Danna D. Schmidt
Master Life-Cycle Celebrant®
Ordained Wedding Officiant
Funerals/Memorials Specialist
Certified Grief Educator/Tender
ADEC-Certified Thanatologist®
Photo Credit: Phil’s Camino
In the late evening hours and under the lamplight of a waxing crescent moon last Sunday evening, a man named Phil Volker walked the final steps of this life’s Camino and crossed the gates into that heavenly Santiago, which he understood to be the end of all this earthly trudging and drudgery. His pilgrim’s passport was officially full of stamps.
But death is not the true entryway into Phil’s story. What defined Phil was not his death (which loomed large this past decade as he journeyed with Stage IV cancer), but rather, what he chose to make of his life. Even in his last days, he could be heard saying, “Don’t fear dying. Fear not living every moment to its fullest.”
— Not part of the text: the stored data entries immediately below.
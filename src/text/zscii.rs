use lazy_static::lazy_static;
use log::debug;

use crate::header::StoryHeader;
use crate::memory::Memory;

use super::alphabet::NEWLINE;

/// First ZSCII code of the accent range
pub const ACCENT_START: u16 = 155;

lazy_static! {
    /// Standard accent characters for ZSCII 155..223
    pub static ref DEFAULT_ACCENTS: Vec<char> = vec![
        'ä', 'ö', 'ü', 'Ä', 'Ö', 'Ü', 'ß', '»', '«', 'ë',
        'ï', 'ÿ', 'Ë', 'Ï', 'á', 'é', 'í', 'ó', 'ú', 'ý',
        'Á', 'É', 'Í', 'Ó', 'Ú', 'Ý', 'à', 'è', 'ì', 'ò',
        'ù', 'À', 'È', 'Ì', 'Ò', 'Ù', 'â', 'ê', 'î', 'ô',
        'û', 'Â', 'Ê', 'Î', 'Ô', 'Û', 'å', 'Å', 'ø', 'Ø',
        'ã', 'ñ', 'õ', 'Ã', 'Ñ', 'Õ', 'æ', 'Æ', 'ç', 'Ç',
        'þ', 'ð', 'Þ', 'Ð', '£', 'œ', 'Œ', '¡', '¿',
    ];
}

/// Unicode characters for the ZSCII accent range
#[derive(Debug, Clone, PartialEq, Eq)]
pub struct AccentTable {
    accents: Vec<char>,
}

impl Default for AccentTable {
    fn default() -> Self {
        AccentTable {
            accents: DEFAULT_ACCENTS.clone(),
        }
    }
}

impl AccentTable {
    pub fn new(accents: Vec<char>) -> Self {
        AccentTable { accents }
    }

    /// The story's Unicode translation table if the header extension
    /// names one, otherwise the standard table
    pub fn for_story(memory: &dyn Memory) -> Self {
        let address = memory.unicode_translation_table_address();
        if address == 0 {
            return AccentTable::default();
        }
        let count = memory.read_u8(address) as usize;
        let accents = (0..count)
            .map(|i| {
                let code = memory.read_u16(address + 1 + 2 * i) as u32;
                char::from_u32(code).unwrap_or('?')
            })
            .collect();
        debug!(
            "Using unicode translation table at {:#06x} ({} entries)",
            address, count
        );
        AccentTable { accents }
    }

    pub fn len(&self) -> usize {
        self.accents.len()
    }

    pub fn is_empty(&self) -> bool {
        self.accents.is_empty()
    }

    pub fn accent(&self, index: usize) -> Option<char> {
        self.accents.get(index).copied()
    }

    pub fn index_of(&self, c: char) -> Option<usize> {
        self.accents.iter().position(|a| *a == c)
    }

    /// Index of the lower-case partner of entry `index`, or `index` itself
    pub fn index_of_lower_case(&self, index: usize) -> usize {
        let Some(c) = self.accent(index) else {
            return index;
        };
        let mut lower = c.to_lowercase();
        match (lower.next(), lower.next()) {
            (Some(l), None) if l != c => self.index_of(l).unwrap_or(index),
            _ => index,
        }
    }
}

/// ZSCII <-> Unicode conversion for one story
#[derive(Debug, Clone, Default)]
pub struct ZsciiEncoding {
    accents: AccentTable,
}

impl ZsciiEncoding {
    pub fn new(accents: AccentTable) -> Self {
        ZsciiEncoding { accents }
    }

    pub fn accents(&self) -> &AccentTable {
        &self.accents
    }

    /// None for the null character, which prints nothing
    pub fn to_unicode(&self, zscii: u16) -> Option<char> {
        match zscii {
            0 => None,
            9 => Some('\t'),
            11 => Some(' '),
            13 => Some('\n'),
            32..=126 => Some(zscii as u8 as char),
            155..=251 => Some(
                self.accents
                    .accent((zscii - ACCENT_START) as usize)
                    .unwrap_or('?'),
            ),
            _ => {
                debug!("Unsupported ZSCII code {}", zscii);
                Some('?')
            }
        }
    }

    pub fn to_zscii(&self, c: char) -> u8 {
        match c {
            '\n' => NEWLINE,
            ' '..='~' => c as u8,
            _ => match self.accents.index_of(c) {
                Some(i) if i < 97 => (ACCENT_START as usize + i) as u8,
                _ => b'?',
            },
        }
    }

    pub fn is_accent(&self, zscii: u8) -> bool {
        let index = zscii as usize;
        index >= ACCENT_START as usize && index < ACCENT_START as usize + self.accents.len()
    }

    pub fn to_lower_case(&self, zscii: u8) -> u8 {
        if zscii.is_ascii_uppercase() {
            zscii.to_ascii_lowercase()
        } else if self.is_accent(zscii) {
            let index = (zscii - ACCENT_START as u8) as usize;
            (self.accents.index_of_lower_case(index) + ACCENT_START as usize) as u8
        } else {
            zscii
        }
    }

    pub fn decode_zscii(&self, zscii: &[u16]) -> String {
        zscii.iter().filter_map(|z| self.to_unicode(*z)).collect()
    }
}
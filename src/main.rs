use std::env;
use std::fs;
use std::process;

use log::{debug, info};

use zcore::config::Config;
use zcore::dictionary::Dictionary;
use zcore::header::{HeaderSummary, StoryHeader};
use zcore::quetzal::{FileSaveStore, PortableGameState, SaveGameDataStore};
use zcore::vm::Game;

struct Options {
    story: String,
    objects: bool,
    dictionary: bool,
    save: Option<String>,
    config: Option<String>,
}

fn usage(program: &str) {
    println!("zinfo - inspect Z-Machine story files and Quetzal saves");
    println!();
    println!(
        "Usage: {} <story> [--objects] [--dictionary] [--save file.qzl] [--config file.toml]",
        program
    );
    println!("Examples:");
    println!("  {} resources/test/minizork.z3 --objects", program);
    println!("  {} resources/test/minizork.z3 --save game.qzl", program);
}

fn parse_args(args: &[String]) -> Result<Options, String> {
    let mut options = Options {
        story: args[1].clone(),
        objects: false,
        dictionary: false,
        save: None,
        config: None,
    };
    let mut rest = args[2..].iter();
    while let Some(arg) = rest.next() {
        match arg.as_str() {
            "--objects" => options.objects = true,
            "--dictionary" => options.dictionary = true,
            "--save" => {
                options.save = Some(rest.next().ok_or("--save needs a file")?.clone());
            }
            "--config" => {
                options.config = Some(rest.next().ok_or("--config needs a file")?.clone());
            }
            other => return Err(format!("Unknown option: {}", other)),
        }
    }
    Ok(options)
}

fn print_objects(game: &Game) {
    let tree = game.object_tree();
    let codec = game.text_codec();
    let memory = &game.memory;
    let count = tree.object_count(memory);
    println!("\n{} objects", count);
    for object in 1..=count as u16 {
        let name = match tree.properties_description_address(memory, object) {
            Ok(address) => codec.decode(memory, address, 0),
            Err(e) => format!("<{}>", e),
        };
        let parent = tree.parent(memory, object).unwrap_or(0);
        let attributes = tree.attributes(memory, object).unwrap_or_default();
        println!(
            "{:4}. parent {:4}  attributes {:?}  \"{}\"",
            object, parent, attributes, name
        );
    }
}

fn print_dictionary(game: &Game) {
    let codec = game.text_codec();
    let dictionary = Dictionary::new(&game.memory);
    println!("\n{}", dictionary);
    for index in 0..dictionary.number_of_entries {
        print!("{:>10}", dictionary.word(&codec, &game.memory, index));
        if index % 6 == 5 {
            println!();
        }
    }
    println!();
}

fn print_save(game: &Game, path: &str) -> Result<(), Box<dyn std::error::Error>> {
    let form = FileSaveStore::new(path).retrieve_form_chunk()?;
    println!("\n{}", form);

    let mut state = PortableGameState::new();
    state.read_save_game(&form)?;
    if let Some(saved) = state.state() {
        println!(
            "Release {} serial {} checksum {:#06x} pc {:#06x}",
            saved.release,
            saved.serial_string(),
            saved.checksum,
            saved.pc
        );
        for (i, frame) in saved.frames.iter().enumerate() {
            println!(
                "  frame {}: return {:#06x}, {} locals, {} args, {} stack",
                i,
                frame.return_pc,
                frame.locals.len(),
                frame.num_args,
                frame.stack.len()
            );
        }
        let matches = saved.release == game.memory.release()
            && saved.serial == game.memory.serial_bytes()
            && saved.checksum == game.memory.checksum();
        println!(
            "{}",
            if matches {
                "Save matches this story"
            } else {
                "Save belongs to a different story"
            }
        );
    }
    Ok(())
}

fn run(options: &Options) -> Result<(), Box<dyn std::error::Error>> {
    let config = match &options.config {
        Some(path) => Config::load(path)?,
        None => Config::default(),
    };

    debug!("Loading Z-Machine story: {}", options.story);
    let data = fs::read(&options.story)
        .map_err(|e| format!("Cannot read story file '{}': {}", options.story, e))?;
    let game = Game::with_config(data, config)?;

    println!("{}", HeaderSummary(&game.memory));
    if !game.verify_checksum() {
        info!(
            "Checksum mismatch: header {:#06x}, calculated {:#06x}",
            game.memory.checksum(),
            game.calculate_checksum()
        );
    }

    if options.objects {
        print_objects(&game);
    }
    if options.dictionary {
        print_dictionary(&game);
    }
    if let Some(path) = &options.save {
        print_save(&game, path)?;
    }
    Ok(())
}

fn main() {
    env_logger::init();

    let args: Vec<String> = env::args().collect();
    if args.len() < 2 {
        usage(&args[0]);
        return;
    }

    let options = match parse_args(&args) {
        Ok(options) => options,
        Err(e) => {
            eprintln!("Error: {}", e);
            usage(&args[0]);
            process::exit(1);
        }
    };

    if let Err(e) = run(&options) {
        eprintln!("Error: {}", e);
        process::exit(1);
    }
}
Last Saturday, Phil was the man of the hour for a Zoom gathering that attracted about 100 people. His pilgrim name was Felipe and he had an entourage of fans the world over. He was kind of a big deal. Those of us who joined in on the call were blessed to see how he held court with humility, humor, and superhuman strength.
He was busy making plans for November 10, which marks the 100 year anniversary of the Marine Corps. We all held high hopes that he would make it to November. He had already kept death at bay for so long but a handful of months ago, he opted to forego further cancer treatments and seek in-home hospice care. He expressed a wish at that time to live out his remaining months as a Civil War general in his field outpost tent might: with a kind of stoic peace that he had played this Great Game called life to the very best of his abilities.
And why not don the hat of General? Heck, he’d already worn so many hats in life – from dedicated Marine veteran to gentleman farmer and cornfield tender, to beloved father and dedicated husband, to custom woodworker to cancer walker to Camino pilgrim, tapas aficionado, and staunch Seahawks fan, to most recently, his late life role as General. He was thrilled to be able to play host to friends from around the world who traveled to his home on Vashon Island to see him in late August for a living tribute event called “The Oasis.”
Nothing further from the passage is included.